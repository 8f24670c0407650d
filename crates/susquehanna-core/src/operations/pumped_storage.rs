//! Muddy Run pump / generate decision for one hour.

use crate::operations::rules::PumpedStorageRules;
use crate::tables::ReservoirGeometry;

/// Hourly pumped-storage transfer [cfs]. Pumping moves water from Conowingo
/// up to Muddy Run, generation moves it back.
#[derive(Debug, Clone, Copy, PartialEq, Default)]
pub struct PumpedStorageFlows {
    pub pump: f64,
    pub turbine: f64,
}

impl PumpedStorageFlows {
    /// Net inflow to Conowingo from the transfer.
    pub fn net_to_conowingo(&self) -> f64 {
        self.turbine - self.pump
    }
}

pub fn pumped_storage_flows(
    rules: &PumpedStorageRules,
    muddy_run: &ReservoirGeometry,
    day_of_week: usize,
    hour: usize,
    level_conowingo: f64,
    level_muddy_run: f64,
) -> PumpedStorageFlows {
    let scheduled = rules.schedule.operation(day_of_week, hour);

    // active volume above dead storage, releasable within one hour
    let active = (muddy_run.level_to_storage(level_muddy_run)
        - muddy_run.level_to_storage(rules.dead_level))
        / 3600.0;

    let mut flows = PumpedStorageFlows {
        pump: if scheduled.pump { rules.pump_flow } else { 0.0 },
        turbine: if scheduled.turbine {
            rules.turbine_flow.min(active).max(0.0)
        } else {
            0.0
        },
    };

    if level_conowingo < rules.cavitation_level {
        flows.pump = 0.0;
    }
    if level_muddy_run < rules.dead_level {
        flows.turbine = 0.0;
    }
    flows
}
**********
__EXERCISE__. Only the lines from the one holding "flows.pump = 0.0;" to the end of the entries above belong in the answer, each copied exactly.

__WRITTEN RESPONSE__.
        flows.pump = 0.0;
    }
    if level_muddy_run < rules.dead_level {
        flows.turbine = 0.0;
    }
    flows
}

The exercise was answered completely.